About the exhibition
1839 Exchanges: Jewellery by Jason Hall
Since 1998 Jason Hall's jewellery has been asking questions about Pakeha identity. His work represents a consistent struggle to negotiate being Pakeha through an awareness of the traditions and craft of contemporary jewellery in Aotearoa.
1839 Exchanges: Jewellery by Jason Hall is an exhibition about jewellery, identity and cultural exchange explored through a series of amulets created for Frederick Edward Maning, an Irishman who arrived in Aotearoa in 1833 and became a trader. Maning is a well known Pakeha Maori, a term that refers to Europeans who lived as Maori in the early phase of colonisation. Maning, who initially advised Maori not to sign the Treaty of Waitangi, later became a land court judge in the 1860s, and a member of the European colonial gentry.
Most cultures have made use of the amulet, in which a part of what is feared (commonly a tooth or claw) is strung up and worn in order to ward off the object of fear. Hall's works draw a parallel between the amulet and the tension that sits at the heart of settler societies around the question of native and indigenous, and explores how settlers might construct a convincing claim of belonging to a land they have stolen.
Lisa Walker: Unwearable
Unwearable is a provocation. It matters when a jeweller chooses such a confrontational title for an exhibition of their work. What's the angle here? What is Lisa Walker's game?
If you are at all familiar with Walker's jewellery, you won't be surprised. The word ‘unwearable' suggests what all the best jewellery in this exhibition does when you consider putting it on. It is an aggressive challenge on a material, conceptual and sometimes even practical level that is consistently framed through jewellery history and the common denominator of wear - of function - that keeps jewellery ticking over.
Some of Walker's jewellery is pretty unwearable, but the fact that we keep asking ourselves what would happen if we put it on is important. That is the connection to jewellery that Walker holds as central to her practice.
From Between Tides: Jewellery by Alan Preston
The history of contemporary jewellery in Aotearoa New Zealand might be described as an object lesson in the marvellous materials that can be found between tides - the flotsam and jetsam of nature washed up on the sand, awaiting the patient and careful attention of the jeweller who will transform these materials in the studio.

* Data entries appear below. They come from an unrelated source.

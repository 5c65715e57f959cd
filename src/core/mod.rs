//! Core utilities for the XBL stats CLI
//!
//! This module consolidates common utilities that are used across
//! the application:
//! - `cache`: raw sheet cache paths and output file writing
//! - `http`: Sheets API URLs and credential resolution

pub mod cache;
pub mod http;

// Re-export commonly used items for convenience
pub use cache::{raw_sheet_path, try_read_to_string, write_all_or_nothing, write_string};
pub use http::{resolve_api_key, values_url};
//! The JSON artifacts a build produces, and writing them out.
//!
//! Every artifact is serialized before anything touches the save directory,
//! then all files are written together with
//! [`write_all_or_nothing`](crate::core::write_all_or_nothing).

use serde::Serialize;
use serde_json::Value;
use std::collections::BTreeMap;
use std::path::{Path, PathBuf};

use crate::{
    cli::types::{League, Season},
    core::write_all_or_nothing,
    error::{Result, StatsError},
    stats::{
        careers::{CareerPlayoffsPerformance, CareerSeasonPerformance, HeadToHeadTable},
        playoffs::PlayoffTeamRecord,
        standings::TeamSeasonRecord,
        GameResult, Player, QualityReport, StatLine, TeamSeason,
    },
};


/// Everything about one league's season. Written to `{league}__s{season}.json`
/// and `{league}.json`.
#[derive(Debug, Clone, PartialEq, Serialize)]
pub struct SeasonStats {
    pub current_season: Season,
    pub season_team_records: BTreeMap<String, TeamSeasonRecord>,
    pub season_team_stats: BTreeMap<String, StatLine>,
    pub season_game_results: Vec<GameResult>,
    pub playoffs_team_records: BTreeMap<String, PlayoffTeamRecord>,
    pub playoffs_team_stats: BTreeMap<String, StatLine>,
    pub playoffs_game_results: Vec<GameResult>,
}

/// All-time stats for every player. Written to `careers.json`.
#[derive(Debug, Clone, PartialEq, Serialize)]
pub struct CareerStats {
    pub all_players: BTreeMap<String, Player>,
    pub active_players: BTreeMap<League, Vec<TeamSeason>>,
    pub regular_season: BTreeMap<String, CareerSeasonPerformance>,
    pub regular_season_head_to_head: HeadToHeadTable,
    pub playoffs: BTreeMap<String, CareerPlayoffsPerformance>,
    pub playoffs_head_to_head: HeadToHeadTable,
}

pub const CAREERS_FILE: &str = "careers.json";
pub const QUALITY_FILE: &str = "quality.json";

/// Path: {save_dir}/{league}__s{season}.json
pub fn season_stats_path(save_dir: &Path, league: &League, season: Season) -> PathBuf {
    save_dir.join(format!("{}__s{}.json", league, season))
}

/// Path: {save_dir}/{league}.json, the copy for the current season.
pub fn current_season_path(save_dir: &Path, league: &League) -> PathBuf {
    save_dir.join(format!("{}.json", league))
}

/// The result of one build.
#[derive(Debug, Clone, PartialEq)]
pub struct BuildOutput {
    pub season: Season,
    pub seasons: BTreeMap<League, SeasonStats>,
    pub careers: CareerStats,
    pub quality: QualityReport,
}

impl BuildOutput {
    /// Serialize every artifact, paired with its destination.
    pub fn files(&self, save_dir: &Path) -> Result<Vec<(PathBuf, String)>> {
        let mut files = Vec::with_capacity(self.seasons.len() * 2 + 2);
        for (league, stats) in &self.seasons {
            let json = serde_json::to_string(stats)?;
            files.push((season_stats_path(save_dir, league, self.season), json.clone()));
            files.push((current_season_path(save_dir, league), json));
        }
        files.push((save_dir.join(CAREERS_FILE), serde_json::to_string(&self.careers)?));
        files.push((
            save_dir.join(QUALITY_FILE),
            serde_json::to_string_pretty(&self.quality)?,
        ));
        Ok(files)
    }

    /// Write every artifact, or none if any write fails.
    pub fn write(&self, save_dir: &Path) -> Result<Vec<PathBuf>> {
        let files = self.files(save_dir)?;
        write_all_or_nothing(&files)?;
        Ok(files.into_iter().map(|(path, _)| path).collect())
    }

    /// Look up a sub-tree. The first key picks `season` (keyed by league) or
    /// `career`; the rest walk object keys and array indices.
    pub fn query(&self, keys: &[String]) -> Result<Value> {
        let (root, path) = keys.split_first().ok_or(StatsError::InvalidQueryRoot)?;
        let value = match root.as_str() {
            "season" => serde_json::to_value(&self.seasons)?,
            "career" => serde_json::to_value(&self.careers)?,
            _ => return Err(StatsError::InvalidQueryRoot),
        };

        walk(value, path).ok_or_else(|| StatsError::QueryNotFound {
            query: keys.join(", "),
        })
    }
}

fn walk(mut current: Value, path: &[String]) -> Option<Value> {
    for key in path {
        current = match current {
            Value::Object(mut map) => map.remove(key)?,
            Value::Array(mut items) => {
                let index = key.parse::<usize>().ok().filter(|i| *i < items.len())?;
                items.swap_remove(index)
            }
            _ => return None,
        };
    }
    Some(current)
}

Between Tides: Jewellery by Alan Preston is a survey of over thirty years work by one of this country's leading contemporary jewellers. A founder of Fingers, the Auckland jewellery co-operative, Preston played a key role in the developing use of natural materials that made New Zealand jewellery so notable in the 1980s.
From his 1970s jewellery, described as having an ‘appealing gypsy mystique', to his well-known achievements as part of the Bone Stone Shell movement, to his most recent jewellery using fibre and found materials, Between Tides tracks the ceaseless flow of creativity that informs Preston's jewellery, and ensures his place as a leading practitioner in the field today.